◆ Description of the task: Scan the entries for the word "expected" and return every line that has it.

Records contained in a dataset:
---
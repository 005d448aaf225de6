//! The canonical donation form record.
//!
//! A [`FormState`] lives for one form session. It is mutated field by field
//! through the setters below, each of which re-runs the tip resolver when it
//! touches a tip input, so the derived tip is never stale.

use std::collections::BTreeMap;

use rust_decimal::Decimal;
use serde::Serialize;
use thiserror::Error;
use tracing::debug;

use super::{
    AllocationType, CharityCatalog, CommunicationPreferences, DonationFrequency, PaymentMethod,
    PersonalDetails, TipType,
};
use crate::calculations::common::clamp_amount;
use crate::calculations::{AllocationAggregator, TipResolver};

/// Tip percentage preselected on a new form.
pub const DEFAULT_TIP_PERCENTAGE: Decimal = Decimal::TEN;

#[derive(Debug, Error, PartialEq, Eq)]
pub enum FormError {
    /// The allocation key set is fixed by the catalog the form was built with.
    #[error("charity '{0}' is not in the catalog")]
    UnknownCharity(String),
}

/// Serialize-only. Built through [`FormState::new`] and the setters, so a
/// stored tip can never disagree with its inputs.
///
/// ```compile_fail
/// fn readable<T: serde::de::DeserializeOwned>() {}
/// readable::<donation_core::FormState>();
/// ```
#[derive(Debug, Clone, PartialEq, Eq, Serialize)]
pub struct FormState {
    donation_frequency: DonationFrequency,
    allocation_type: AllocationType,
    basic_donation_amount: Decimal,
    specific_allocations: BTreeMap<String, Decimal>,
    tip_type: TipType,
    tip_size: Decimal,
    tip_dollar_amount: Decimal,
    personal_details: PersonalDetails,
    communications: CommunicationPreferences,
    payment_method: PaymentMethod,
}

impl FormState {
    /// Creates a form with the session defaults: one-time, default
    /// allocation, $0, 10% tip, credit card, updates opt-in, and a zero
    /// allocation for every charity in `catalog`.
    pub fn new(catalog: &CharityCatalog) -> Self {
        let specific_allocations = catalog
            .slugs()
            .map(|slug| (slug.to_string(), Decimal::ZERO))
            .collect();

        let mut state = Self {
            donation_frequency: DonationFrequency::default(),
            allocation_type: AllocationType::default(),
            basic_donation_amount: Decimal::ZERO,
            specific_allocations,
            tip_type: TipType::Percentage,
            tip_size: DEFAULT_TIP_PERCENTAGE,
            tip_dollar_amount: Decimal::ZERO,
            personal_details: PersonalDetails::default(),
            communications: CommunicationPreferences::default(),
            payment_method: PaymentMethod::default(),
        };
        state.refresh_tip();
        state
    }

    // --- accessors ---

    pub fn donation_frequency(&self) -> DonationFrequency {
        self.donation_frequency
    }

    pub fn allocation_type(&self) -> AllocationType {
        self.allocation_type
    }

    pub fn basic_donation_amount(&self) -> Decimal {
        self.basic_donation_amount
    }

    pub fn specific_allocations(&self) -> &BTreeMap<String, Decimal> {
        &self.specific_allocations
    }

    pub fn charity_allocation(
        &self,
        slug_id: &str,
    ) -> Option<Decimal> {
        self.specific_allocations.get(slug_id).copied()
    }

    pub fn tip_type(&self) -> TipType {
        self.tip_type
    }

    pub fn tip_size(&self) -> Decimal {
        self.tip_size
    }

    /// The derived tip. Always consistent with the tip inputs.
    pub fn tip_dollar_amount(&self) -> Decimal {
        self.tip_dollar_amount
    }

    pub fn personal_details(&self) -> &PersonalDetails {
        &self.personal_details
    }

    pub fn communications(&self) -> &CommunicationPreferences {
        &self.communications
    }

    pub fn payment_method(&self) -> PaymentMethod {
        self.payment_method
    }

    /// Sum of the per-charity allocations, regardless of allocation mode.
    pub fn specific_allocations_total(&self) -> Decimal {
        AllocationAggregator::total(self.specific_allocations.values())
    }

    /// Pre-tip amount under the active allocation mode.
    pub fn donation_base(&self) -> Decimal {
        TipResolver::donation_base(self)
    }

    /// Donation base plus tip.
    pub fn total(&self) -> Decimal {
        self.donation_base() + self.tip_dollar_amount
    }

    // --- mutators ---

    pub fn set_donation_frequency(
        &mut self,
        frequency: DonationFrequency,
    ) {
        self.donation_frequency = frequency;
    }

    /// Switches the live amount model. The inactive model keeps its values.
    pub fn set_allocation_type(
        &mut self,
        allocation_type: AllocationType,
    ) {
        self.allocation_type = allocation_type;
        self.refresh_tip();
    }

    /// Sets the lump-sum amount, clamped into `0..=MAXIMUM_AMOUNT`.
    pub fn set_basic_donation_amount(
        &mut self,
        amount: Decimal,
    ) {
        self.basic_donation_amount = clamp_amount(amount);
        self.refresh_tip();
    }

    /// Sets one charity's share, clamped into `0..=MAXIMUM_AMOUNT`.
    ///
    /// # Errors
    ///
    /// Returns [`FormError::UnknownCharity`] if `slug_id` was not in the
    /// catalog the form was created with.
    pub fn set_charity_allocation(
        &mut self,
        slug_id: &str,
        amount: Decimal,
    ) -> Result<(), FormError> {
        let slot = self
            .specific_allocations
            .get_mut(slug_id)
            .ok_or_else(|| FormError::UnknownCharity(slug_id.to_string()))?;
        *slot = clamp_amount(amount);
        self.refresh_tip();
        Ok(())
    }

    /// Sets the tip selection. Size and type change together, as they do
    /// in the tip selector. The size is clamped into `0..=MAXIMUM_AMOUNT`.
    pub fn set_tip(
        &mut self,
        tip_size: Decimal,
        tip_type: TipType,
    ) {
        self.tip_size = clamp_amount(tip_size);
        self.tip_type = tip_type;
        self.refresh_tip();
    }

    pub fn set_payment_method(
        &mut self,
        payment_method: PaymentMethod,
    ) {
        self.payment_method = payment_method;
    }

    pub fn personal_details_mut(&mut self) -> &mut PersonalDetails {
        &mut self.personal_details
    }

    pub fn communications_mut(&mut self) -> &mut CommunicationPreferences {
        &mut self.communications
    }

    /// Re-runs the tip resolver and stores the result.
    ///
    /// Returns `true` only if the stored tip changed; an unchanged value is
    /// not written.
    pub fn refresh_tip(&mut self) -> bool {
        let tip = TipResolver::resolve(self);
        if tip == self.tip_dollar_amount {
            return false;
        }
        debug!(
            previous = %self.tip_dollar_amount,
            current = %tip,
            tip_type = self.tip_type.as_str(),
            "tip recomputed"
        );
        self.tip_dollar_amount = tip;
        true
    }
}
---
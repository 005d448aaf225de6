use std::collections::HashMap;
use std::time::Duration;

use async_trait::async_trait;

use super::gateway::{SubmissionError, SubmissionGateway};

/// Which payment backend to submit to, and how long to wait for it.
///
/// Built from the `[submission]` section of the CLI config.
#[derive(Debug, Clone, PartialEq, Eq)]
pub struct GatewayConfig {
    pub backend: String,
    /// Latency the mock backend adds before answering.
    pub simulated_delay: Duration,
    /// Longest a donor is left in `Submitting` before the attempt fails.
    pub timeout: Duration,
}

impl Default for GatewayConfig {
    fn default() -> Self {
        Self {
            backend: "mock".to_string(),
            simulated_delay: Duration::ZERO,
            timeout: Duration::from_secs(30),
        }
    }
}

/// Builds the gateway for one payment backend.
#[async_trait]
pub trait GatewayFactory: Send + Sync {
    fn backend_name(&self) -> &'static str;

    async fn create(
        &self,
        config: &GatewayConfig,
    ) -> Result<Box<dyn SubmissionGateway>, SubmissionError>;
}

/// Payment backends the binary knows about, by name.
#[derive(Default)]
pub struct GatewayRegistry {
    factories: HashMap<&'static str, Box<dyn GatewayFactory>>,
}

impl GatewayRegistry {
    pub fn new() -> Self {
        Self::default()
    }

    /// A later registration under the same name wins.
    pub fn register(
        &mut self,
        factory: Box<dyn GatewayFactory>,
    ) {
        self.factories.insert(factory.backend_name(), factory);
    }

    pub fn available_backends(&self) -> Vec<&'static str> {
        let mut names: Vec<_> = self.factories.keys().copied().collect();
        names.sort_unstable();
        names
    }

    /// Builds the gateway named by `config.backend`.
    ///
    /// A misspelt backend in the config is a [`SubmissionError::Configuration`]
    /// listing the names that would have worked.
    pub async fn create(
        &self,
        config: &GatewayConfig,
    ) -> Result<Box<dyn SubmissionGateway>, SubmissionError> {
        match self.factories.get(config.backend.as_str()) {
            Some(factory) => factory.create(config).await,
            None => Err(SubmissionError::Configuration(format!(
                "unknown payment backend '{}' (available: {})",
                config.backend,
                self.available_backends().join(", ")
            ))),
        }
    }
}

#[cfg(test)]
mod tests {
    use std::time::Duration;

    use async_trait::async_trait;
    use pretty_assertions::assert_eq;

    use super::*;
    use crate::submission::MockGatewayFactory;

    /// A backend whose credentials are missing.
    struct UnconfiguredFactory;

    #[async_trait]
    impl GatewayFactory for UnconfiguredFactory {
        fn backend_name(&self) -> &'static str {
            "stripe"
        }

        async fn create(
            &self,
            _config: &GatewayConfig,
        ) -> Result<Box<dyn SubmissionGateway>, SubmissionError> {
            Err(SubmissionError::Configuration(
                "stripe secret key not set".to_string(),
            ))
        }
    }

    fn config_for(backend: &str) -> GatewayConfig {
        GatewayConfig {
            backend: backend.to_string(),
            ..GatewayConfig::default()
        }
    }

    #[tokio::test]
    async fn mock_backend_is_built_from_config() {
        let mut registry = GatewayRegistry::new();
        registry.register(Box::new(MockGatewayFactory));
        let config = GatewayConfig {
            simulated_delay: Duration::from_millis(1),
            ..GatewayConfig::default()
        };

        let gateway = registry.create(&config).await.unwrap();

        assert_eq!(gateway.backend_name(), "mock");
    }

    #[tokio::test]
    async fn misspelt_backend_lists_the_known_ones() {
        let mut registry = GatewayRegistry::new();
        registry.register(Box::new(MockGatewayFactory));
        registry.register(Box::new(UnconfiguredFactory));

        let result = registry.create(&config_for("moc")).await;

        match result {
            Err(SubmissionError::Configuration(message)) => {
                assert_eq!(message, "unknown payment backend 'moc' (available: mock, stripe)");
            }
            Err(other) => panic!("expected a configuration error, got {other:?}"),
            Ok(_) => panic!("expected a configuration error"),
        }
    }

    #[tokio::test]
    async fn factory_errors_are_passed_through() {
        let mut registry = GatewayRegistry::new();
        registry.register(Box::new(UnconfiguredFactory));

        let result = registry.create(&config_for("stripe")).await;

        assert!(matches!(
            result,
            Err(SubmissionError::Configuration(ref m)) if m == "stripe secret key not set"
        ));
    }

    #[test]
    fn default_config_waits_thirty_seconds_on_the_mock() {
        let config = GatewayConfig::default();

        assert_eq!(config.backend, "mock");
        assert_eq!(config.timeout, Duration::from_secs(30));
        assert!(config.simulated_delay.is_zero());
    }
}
---
◆ Exercise solution:
            Err(other) => panic!("expected a configuration error, got {other:?}"),
            Ok(_) => panic!("expected a configuration error"),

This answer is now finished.